[Exercise details]:
Give back, exactly as written, the lines from the beginning of the listing through the one that contains "let exponent = attempt.saturating_sub(1).min(63)".

[Given entries]:
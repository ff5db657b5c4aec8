//! Retry utilities with exponential backoff and jitter.
//!
//! Two consumers share one [`RetryConfig`] shape: the work queue computes a
//! requeue delay from a resource's consecutive failure count, and the
//! attribute apply loop retries a single transient `SetAttribute` call in
//! place a small number of times.
//!
//! # Example
//!
//! ```ignore
//! use converge::retry::retry_with_backoff;
//!
//! let result = retry_with_backoff(
//!     &config.apply_retry,
//!     "set-attribute",
//!     Error::is_retryable,
//!     || async { adapter.set_attribute(id, &change).await },
//! ).await?;
//! ```

use std::time::Duration;

use rand::Rng;
use serde::{Deserialize, Serialize};
use tracing::{error, warn};

use crate::config::millis;

/// Configuration for operations that may fail transiently.
#[derive(Clone, Debug, PartialEq, Serialize, Deserialize)]
#[serde(default, rename_all = "camelCase")]
pub struct RetryConfig {
    /// Maximum number of attempts (0 = infinite)
    pub max_attempts: u32,
    /// Initial delay between retries
    #[serde(with = "millis", rename = "initialDelayMs")]
    pub initial_delay: Duration,
    /// Maximum delay between retries
    #[serde(with = "millis", rename = "maxDelayMs")]
    pub max_delay: Duration,
    /// Multiplier for exponential backoff
    pub backoff_multiplier: f64,
}

impl Default for RetryConfig {
    fn default() -> Self {
        Self {
            max_attempts: 0, // infinite
            initial_delay: Duration::from_millis(100),
            max_delay: Duration::from_secs(30),
            backoff_multiplier: 2.0,
        }
    }
}

impl RetryConfig {
    /// Un-jittered delay before retry number `attempt` (1-based), capped at
    /// `max_delay`.
    pub fn backoff_for(&self, attempt: u32) -> Duration {
        let exponent = attempt.saturating_sub(1).min(63) as i32;
        let scaled = self.initial_delay.as_secs_f64() * self.backoff_multiplier.powi(exponent);
        Duration::from_secs_f64(scaled.min(self.max_delay.as_secs_f64()))
    }

    /// Delay before retry number `attempt` with 0.5x to 1.5x jitter applied,
    /// never exceeding `max_delay`.
    pub fn jittered_backoff_for(&self, attempt: u32) -> Duration {
        jitter(self.backoff_for(attempt)).min(self.max_delay)
    }
}

/// Add jitter: 0.5x to 1.5x of the delay
fn jitter(delay: Duration) -> Duration {
    let factor = rand::thread_rng().gen_range(0.5..1.5);
    Duration::from_secs_f64(delay.as_secs_f64() * factor)
}

/// Execute an async operation with exponential backoff and jitter.
///
/// Retries while `should_retry` accepts the error, until success or until
/// max_attempts is exhausted. Errors rejected by `should_retry` are returned
/// immediately.
///
/// # Arguments
/// * `config` - Retry configuration
/// * `operation_name` - Name for logging purposes
/// * `should_retry` - Decides whether an error is worth another attempt
/// * `operation` - The async operation to retry
pub async fn retry_with_backoff<F, Fut, T, E, P>(
    config: &RetryConfig,
    operation_name: &str,
    should_retry: P,
    mut operation: F,
) -> Result<T, E>
where
    F: FnMut() -> Fut,
    Fut: std::future::Future<Output = Result<T, E>>,
    E: std::fmt::Display,
    P: Fn(&E) -> bool,
{
    let mut attempt = 0u32;

    loop {
        attempt += 1;

        match operation().await {
            Ok(result) => return Ok(result),
            Err(e) if !should_retry(&e) => return Err(e),
            Err(e) => {
                if config.max_attempts > 0 && attempt >= config.max_attempts {
                    error!(
                        operation = %operation_name,
                        attempt = attempt,
                        error = %e,
                        "Operation failed after max retries"
                    );
                    return Err(e);
                }

                let delay = config.jittered_backoff_for(attempt);

                warn!(
                    operation = %operation_name,
                    attempt = attempt,
                    error = %e,
                    delay_ms = delay.as_millis(),
                    "Operation failed, retrying"
                );

                tokio::time::sleep(delay).await;
            }
        }
    }
}
//! Up-to-date check between desired spec and observed attributes
//!
//! [`diff`] is a pure function: no I/O, no clock, same inputs give the same
//! output. Only explicitly empty or valued fields are compared; an unset
//! field is "don't care" and never produces a change.

use crate::attributes::{AttributeKind, AttributeSchema, AttributeValue, ExternalAttributes, Field, Spec};

/// One attribute that must be set to converge
#[derive(Clone, Debug, PartialEq)]
pub struct ChangeItem {
    /// Attribute key
    pub key: String,
    /// Value to write
    pub desired: AttributeValue,
}

impl ChangeItem {
    /// Create a change item
    pub fn new(key: impl Into<String>, desired: AttributeValue) -> Self {
        Self {
            key: key.into(),
            desired,
        }
    }
}

/// Result of comparing desired against observed state
#[derive(Clone, Debug, Default, PartialEq)]
pub struct DiffResult {
    /// True when no change is needed
    pub up_to_date: bool,
    /// Changes in application order
    pub changes: Vec<ChangeItem>,
}

impl DiffResult {
    /// Keys of the changed attributes, in order
    pub fn keys(&self) -> Vec<&str> {
        self.changes.iter().map(|c| c.key.as_str()).collect()
    }
}

/// Compare `desired` against `observed`.
///
/// Schema attributes are compared in schema order using their kind's
/// equality. Desired keys outside the schema follow, in key order, compared
/// by the kind of their own value. Observed keys nobody asked about are
/// ignored.
pub fn diff(schema: &AttributeSchema, desired: &Spec, observed: &ExternalAttributes) -> DiffResult {
    let mut changes = Vec::new();

    for attr in schema.iter() {
        if let Some(change) = compare(&attr.key, attr.kind, desired.get(&attr.key), observed) {
            changes.push(change);
        }
    }

    for (key, field) in desired.iter().filter(|(key, _)| !schema.contains(key)) {
        let kind = field.value().map(AttributeValue::kind).unwrap_or_default();
        if let Some(change) = compare(key, kind, field, observed) {
            changes.push(change);
        }
    }

    DiffResult {
        up_to_date: changes.is_empty(),
        changes,
    }
}

fn compare(
    key: &str,
    kind: AttributeKind,
    field: &Field,
    observed: &ExternalAttributes,
) -> Option<ChangeItem> {
    let observed = observed.get(key);
    match field {
        Field::Unset => None,
        Field::Empty => match observed {
            None => None,
            Some(raw) if kind.is_empty_raw(raw) => None,
            Some(_) => Some(ChangeItem::new(key, kind.empty_value())),
        },
        Field::Value(value) => match observed {
            None if value.is_empty_value() => None,
            Some(raw) if kind.matches(value, raw) => None,
            _ => Some(ChangeItem::new(key, value.clone())),
        },
    }
}
//! In-memory external system
//!
//! Behaves like a remote attribute store that addresses resources by an
//! opaque identifier and accepts one attribute per `set_attribute` call.
//! Faults can be injected per operation or per attribute, a create can be
//! made to lose its acknowledgement, and resources can be changed or removed
//! out of band to simulate drift.

use std::collections::{HashMap, VecDeque};
use std::sync::atomic::{AtomicU32, AtomicU64, Ordering};
use std::time::Duration;

use async_trait::async_trait;
use dashmap::DashMap;
use parking_lot::Mutex;
use tracing::debug;

use crate::adapter::{ExternalClient, Lookup};
use crate::attributes::ExternalAttributes;
use crate::error::ExternalError;

/// Prefix of issued identifiers
const ID_PREFIX: &str = "arn:";

/// Operations of the in-memory system, for fault injection and call counts
#[derive(Clone, Copy, Debug, PartialEq, Eq, Hash)]
pub enum Operation {
    /// `describe`
    Describe,
    /// `find_by_name`
    Lookup,
    /// `create`
    Create,
    /// `set_attribute`
    SetAttribute,
    /// `delete`
    Delete,
}

#[derive(Clone, Debug)]
struct StoredResource {
    name: String,
    attributes: ExternalAttributes,
}

/// One successful `set_attribute` call
#[derive(Clone, Debug, PartialEq, Eq)]
pub struct AttributeWrite {
    /// Resource identifier
    pub id: String,
    /// Attribute key
    pub key: String,
    /// Raw value written
    pub value: String,
}

/// Thread-safe in-memory [`ExternalClient`]
pub struct MemoryExternalSystem {
    next_id: AtomicU64,
    searchable: bool,
    defaults: ExternalAttributes,
    latency: Mutex<Option<Duration>>,
    resources: DashMap<String, StoredResource>,
    faults: Mutex<HashMap<Operation, VecDeque<ExternalError>>>,
    attribute_faults: Mutex<HashMap<String, VecDeque<ExternalError>>>,
    lost_create_acks: AtomicU32,
    calls: DashMap<Operation, u64>,
    writes: Mutex<Vec<AttributeWrite>>,
}

impl Default for MemoryExternalSystem {
    fn default() -> Self {
        Self::new()
    }
}

impl MemoryExternalSystem {
    /// A searchable system issuing identifiers `arn:1`, `arn:2`, ...
    pub fn new() -> Self {
        Self {
            next_id: AtomicU64::new(1),
            searchable: true,
            defaults: ExternalAttributes::new(),
            latency: Mutex::new(None),
            resources: DashMap::new(),
            faults: Mutex::new(HashMap::new()),
            attribute_faults: Mutex::new(HashMap::new()),
            lost_create_acks: AtomicU32::new(0),
            calls: DashMap::new(),
            writes: Mutex::new(Vec::new()),
        }
    }

    /// Make `find_by_name` report [`Lookup::Unsupported`]
    pub fn without_search(mut self) -> Self {
        self.searchable = false;
        self
    }

    /// Attributes the system fills in when a create does not set them
    pub fn with_defaults(mut self, defaults: ExternalAttributes) -> Self {
        self.defaults = defaults;
        self
    }

    /// Delay every call by `latency`
    pub fn set_latency(&self, latency: Option<Duration>) {
        *self.latency.lock() = latency;
    }

    /// Fail the next call of `operation` with `error`. Queued faults are
    /// consumed in order.
    pub fn fail_next(&self, operation: Operation, error: ExternalError) {
        self.faults
            .lock()
            .entry(operation)
            .or_default()
            .push_back(error);
    }

    /// Fail the next `times` writes of attribute `key` with `error`
    pub fn fail_attribute(&self, key: impl Into<String>, error: ExternalError, times: usize) {
        let mut faults = self.attribute_faults.lock();
        let queue = faults.entry(key.into()).or_default();
        queue.extend(std::iter::repeat(error).take(times));
    }

    /// The next create takes effect but its response is lost
    pub fn lose_next_create_ack(&self) {
        self.lost_create_acks.fetch_add(1, Ordering::SeqCst);
    }

    /// Change an attribute out of band
    pub fn mutate(&self, id: &str, key: impl Into<String>, value: impl Into<String>) -> bool {
        match self.resources.get_mut(id) {
            Some(mut resource) => {
                resource.attributes.insert(key.into(), value.into());
                true
            }
            None => false,
        }
    }

    /// Delete a resource out of band
    pub fn remove(&self, id: &str) -> bool {
        self.resources.remove(id).is_some()
    }

    /// Current attributes of a resource
    pub fn get(&self, id: &str) -> Option<ExternalAttributes> {
        self.resources.get(id).map(|r| r.attributes.clone())
    }

    /// Identifiers of resources created under `name`
    pub fn ids_for_name(&self, name: &str) -> Vec<String> {
        let mut ids: Vec<String> = self
            .resources
            .iter()
            .filter(|entry| entry.value().name == name)
            .map(|entry| entry.key().clone())
            .collect();
        ids.sort();
        ids
    }

    /// Number of live resources
    pub fn len(&self) -> usize {
        self.resources.len()
    }

    /// Whether no resources exist
    pub fn is_empty(&self) -> bool {
        self.resources.is_empty()
    }

    /// Number of calls made to `operation`, including failed ones
    pub fn calls(&self, operation: Operation) -> u64 {
        self.calls.get(&operation).map(|c| *c).unwrap_or(0)
    }

    /// Successful attribute writes, in order
    pub fn writes(&self) -> Vec<AttributeWrite> {
        self.writes.lock().clone()
    }

    async fn begin(&self, operation: Operation) -> Result<(), ExternalError> {
        *self.calls.entry(operation).or_insert(0) += 1;

        let latency = *self.latency.lock();
        if let Some(latency) = latency {
            tokio::time::sleep(latency).await;
        }

        let fault = self
            .faults
            .lock()
            .get_mut(&operation)
            .and_then(VecDeque::pop_front);
        match fault {
            Some(error) => {
                debug!(?operation, %error, "injected fault");
                Err(error)
            }
            None => Ok(()),
        }
    }

    fn not_found(id: &str) -> ExternalError {
        ExternalError::not_found(format!("NotFound: resource {id} does not exist"))
    }
}

#[async_trait]
impl ExternalClient for MemoryExternalSystem {
    async fn describe(&self, id: &str) -> Result<ExternalAttributes, ExternalError> {
        self.begin(Operation::Describe).await?;
        self.get(id).ok_or_else(|| Self::not_found(id))
    }

    async fn create(
        &self,
        name: &str,
        attributes: &ExternalAttributes,
    ) -> Result<String, ExternalError> {
        self.begin(Operation::Create).await?;

        if !self.ids_for_name(name).is_empty() {
            return Err(ExternalError::terminal(format!(
                "ResourceInUse: a resource named {name} already exists"
            )));
        }

        let id = format!("{ID_PREFIX}{}", self.next_id.fetch_add(1, Ordering::SeqCst));
        let mut stored = self.defaults.clone();
        stored.extend(attributes.iter().map(|(k, v)| (k.clone(), v.clone())));
        self.resources.insert(
            id.clone(),
            StoredResource {
                name: name.to_string(),
                attributes: stored,
            },
        );

        let lost = self
            .lost_create_acks
            .fetch_update(Ordering::SeqCst, Ordering::SeqCst, |n| n.checked_sub(1))
            .is_ok();
        if lost {
            debug!(%id, name, "dropping create acknowledgement");
            return Err(ExternalError::transient("connection reset before response"));
        }
        Ok(id)
    }

    async fn set_attribute(&self, id: &str, key: &str, value: &str) -> Result<(), ExternalError> {
        self.begin(Operation::SetAttribute).await?;

        let fault = self
            .attribute_faults
            .lock()
            .get_mut(key)
            .and_then(VecDeque::pop_front);
        if let Some(error) = fault {
            return Err(error);
        }

        let mut resource = self.resources.get_mut(id).ok_or_else(|| Self::not_found(id))?;
        resource.attributes.insert(key.to_string(), value.to_string());
        drop(resource);

        self.writes.lock().push(AttributeWrite {
            id: id.to_string(),
            key: key.to_string(),
            value: value.to_string(),
        });
        Ok(())
    }

    async fn delete(&self, id: &str) -> Result<(), ExternalError> {
        self.begin(Operation::Delete).await?;
        self.resources
            .remove(id)
            .map(|_| ())
            .ok_or_else(|| Self::not_found(id))
    }

    async fn find_by_name(&self, name: &str) -> Result<Lookup, ExternalError> {
        self.begin(Operation::Lookup).await?;
        if !self.searchable {
            return Ok(Lookup::Unsupported);
        }
        Ok(match self.ids_for_name(name).into_iter().next() {
            Some(id) => Lookup::Found(id),
            None => Lookup::Absent,
        })
    }
}

#[cfg(test)]
mod tests {
    use super::*;

    fn attrs(pairs: &[(&str, &str)]) -> ExternalAttributes {
        pairs
            .iter()
            .map(|(k, v)| (k.to_string(), v.to_string()))
            .collect()
    }

    #[tokio::test]
    async fn test_create_describe_delete() {
        let system = MemoryExternalSystem::new();
        let id = system
            .create("orders", &attrs(&[("DisplayName", "Orders")]))
            .await
            .expect("create");
        assert_eq!(id, "arn:1");

        let observed = system.describe(&id).await.expect("describe");
        assert_eq!(observed["DisplayName"], "Orders");

        system.delete(&id).await.expect("delete");
        assert!(system.describe(&id).await.unwrap_err().is_not_found());
        assert!(system.delete(&id).await.unwrap_err().is_not_found());
    }

    #[tokio::test]
    async fn test_defaults_fill_unset_attributes() {
        let system = MemoryExternalSystem::new()
            .with_defaults(attrs(&[("DisplayName", "default"), ("Policy", "{}")]));
        let id = system
            .create("orders", &attrs(&[("DisplayName", "mine")]))
            .await
            .expect("create");

        let observed = system.get(&id).expect("stored");
        assert_eq!(observed["DisplayName"], "mine");
        assert_eq!(observed["Policy"], "{}");
    }

    /// Story: the create lands but the caller only sees a connection reset;
    /// a lookup by name still finds it
    #[tokio::test]
    async fn story_lost_create_ack_is_findable() {
        let system = MemoryExternalSystem::new();
        system.lose_next_create_ack();

        let err = system.create("orders", &attrs(&[])).await.unwrap_err();
        assert!(!err.is_not_found());
        assert_eq!(system.len(), 1);

        assert_eq!(
            system.find_by_name("orders").await.expect("lookup"),
            Lookup::Found("arn:1".to_string())
        );
        let second = system.create("orders", &attrs(&[])).await.unwrap_err();
        assert!(second.message.contains("already exists"));
    }

    #[tokio::test]
    async fn test_injected_faults_are_consumed_in_order() {
        let system = MemoryExternalSystem::new();
        let id = system.create("orders", &attrs(&[])).await.expect("create");

        system.fail_next(Operation::Describe, ExternalError::transient("Throttling"));
        assert!(system.describe(&id).await.is_err());
        assert!(system.describe(&id).await.is_ok());
        assert_eq!(system.calls(Operation::Describe), 2);
    }

    #[tokio::test]
    async fn test_attribute_faults_only_hit_that_key() {
        let system = MemoryExternalSystem::new();
        let id = system.create("orders", &attrs(&[])).await.expect("create");
        system.fail_attribute("Policy", ExternalError::terminal("InvalidParameter"), 1);

        assert!(system.set_attribute(&id, "DisplayName", "A").await.is_ok());
        assert!(system.set_attribute(&id, "Policy", "P").await.is_err());
        assert!(system.set_attribute(&id, "Policy", "P").await.is_ok());
        assert_eq!(system.writes().len(), 2);
    }

    #[tokio::test]
    async fn test_unsearchable_system_reports_unsupported() {
        let system = MemoryExternalSystem::new().without_search();
        assert_eq!(
            system.find_by_name("orders").await.expect("lookup"),
            Lookup::Unsupported
        );
    }

    #[tokio::test]
    async fn test_out_of_band_changes() {
        let system = MemoryExternalSystem::new();
        let id = system.create("orders", &attrs(&[])).await.expect("create");

        assert!(system.mutate(&id, "DisplayName", "drifted"));
        assert_eq!(system.get(&id).expect("stored")["DisplayName"], "drifted");
        assert!(system.remove(&id));
        assert!(!system.mutate(&id, "DisplayName", "x"));
        assert!(system.is_empty());
    }
}
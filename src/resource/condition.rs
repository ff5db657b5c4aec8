//! Status conditions exposed to observers of a desired record

use chrono::{DateTime, Utc};
use serde::{Deserialize, Serialize};

/// Condition type reporting whether the external resource is usable
pub const READY: &str = "Ready";
/// Condition type reporting whether the last reconciliation pass succeeded
pub const SYNCED: &str = "Synced";

/// Well-known condition reasons
pub mod reasons {
    /// The external resource exists and matches the desired state
    pub const AVAILABLE: &str = "Available";
    /// The external resource is being created
    pub const CREATING: &str = "Creating";
    /// Attribute changes are being applied
    pub const UPDATING: &str = "Updating";
    /// The external resource is being deleted
    pub const DELETING: &str = "Deleting";
    /// The external resource is missing or cannot be used
    pub const UNAVAILABLE: &str = "Unavailable";
    /// The last pass completed without error
    pub const RECONCILE_SUCCESS: &str = "ReconcileSuccess";
    /// The last pass failed
    pub const RECONCILE_ERROR: &str = "ReconcileError";
}

/// Condition status
#[derive(Clone, Copy, Debug, Default, Deserialize, Serialize, PartialEq, Eq)]
pub enum ConditionStatus {
    /// Condition is true
    True,
    /// Condition is false
    False,
    /// Condition status is unknown
    #[default]
    Unknown,
}

impl std::fmt::Display for ConditionStatus {
    fn fmt(&self, f: &mut std::fmt::Formatter<'_>) -> std::fmt::Result {
        match self {
            Self::True => write!(f, "True"),
            Self::False => write!(f, "False"),
            Self::Unknown => write!(f, "Unknown"),
        }
    }
}

/// A status entry with type, status, reason and message
#[derive(Clone, Debug, Deserialize, Serialize, PartialEq)]
pub struct Condition {
    /// Type of condition (Ready, Synced)
    #[serde(rename = "type")]
    pub type_: String,

    /// Status of the condition (True, False, Unknown)
    pub status: ConditionStatus,

    /// Machine-readable reason for the condition
    pub reason: String,

    /// Human-readable message
    pub message: String,

    /// Last time the condition's status changed
    #[serde(rename = "lastTransitionTime")]
    pub last_transition_time: DateTime<Utc>,
}

impl Condition {
    /// Create a new condition with the current timestamp
    pub fn new(
        type_: impl Into<String>,
        status: ConditionStatus,
        reason: impl Into<String>,
        message: impl Into<String>,
    ) -> Self {
        Self {
            type_: type_.into(),
            status,
            reason: reason.into(),
            message: message.into(),
            last_transition_time: Utc::now(),
        }
    }

    /// The external resource was observed to exist and be up to date
    pub fn available() -> Self {
        Self::new(READY, ConditionStatus::True, reasons::AVAILABLE, "")
    }

    /// Create was issued and the resource has not been observed yet
    pub fn creating() -> Self {
        Self::new(READY, ConditionStatus::False, reasons::CREATING, "")
    }

    /// The external resource differs from the desired state
    pub fn updating(message: impl Into<String>) -> Self {
        Self::new(READY, ConditionStatus::False, reasons::UPDATING, message)
    }

    /// Delete was issued
    pub fn deleting() -> Self {
        Self::new(READY, ConditionStatus::False, reasons::DELETING, "")
    }

    /// The external resource is missing or unusable
    pub fn unavailable(message: impl Into<String>) -> Self {
        Self::new(READY, ConditionStatus::False, reasons::UNAVAILABLE, message)
    }

    /// The pass completed without error
    pub fn reconcile_success() -> Self {
        Self::new(SYNCED, ConditionStatus::True, reasons::RECONCILE_SUCCESS, "")
    }

    /// The pass failed
    pub fn reconcile_error(message: impl Into<String>) -> Self {
        Self::new(SYNCED, ConditionStatus::False, reasons::RECONCILE_ERROR, message)
    }

    /// Same type, status, reason and message, ignoring the timestamp
    pub fn equivalent(&self, other: &Condition) -> bool {
        self.type_ == other.type_
            && self.status == other.status
            && self.reason == other.reason
            && self.message == other.message
    }
}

[Your solution]:
repository ff5db657b5c4aec8
//! Retry utilities with exponential backoff and jitter.
//!
//! Two consumers share one [`RetryConfig`] shape: the work queue computes a
//! requeue delay from a resource's consecutive failure count, and the
//! attribute apply loop retries a single transient `SetAttribute` call in
//! place a small number of times.
//!
//! # Example
//!
//! ```ignore
//! use converge::retry::retry_with_backoff;
//!
//! let result = retry_with_backoff(
//!     &config.apply_retry,
//!     "set-attribute",
//!     Error::is_retryable,
//!     || async { adapter.set_attribute(id, &change).await },
//! ).await?;
//! ```

use std::time::Duration;

use rand::Rng;
use serde::{Deserialize, Serialize};
use tracing::{error, warn};

use crate::config::millis;

/// Configuration for operations that may fail transiently.
#[derive(Clone, Debug, PartialEq, Serialize, Deserialize)]
#[serde(default, rename_all = "camelCase")]
pub struct RetryConfig {
    /// Maximum number of attempts (0 = infinite)
    pub max_attempts: u32,
    /// Initial delay between retries
    #[serde(with = "millis", rename = "initialDelayMs")]
    pub initial_delay: Duration,
    /// Maximum delay between retries
    #[serde(with = "millis", rename = "maxDelayMs")]
    pub max_delay: Duration,
    /// Multiplier for exponential backoff
    pub backoff_multiplier: f64,
}

impl Default for RetryConfig {
    fn default() -> Self {
        Self {
            max_attempts: 0, // infinite
            initial_delay: Duration::from_millis(100),
            max_delay: Duration::from_secs(30),
            backoff_multiplier: 2.0,
        }
    }
}

impl RetryConfig {
    /// Un-jittered delay before retry number `attempt` (1-based), capped at
    /// `max_delay`.
    pub fn backoff_for(&self, attempt: u32) -> Duration {
        let exponent = attempt.saturating_sub(1).min(63) as i32;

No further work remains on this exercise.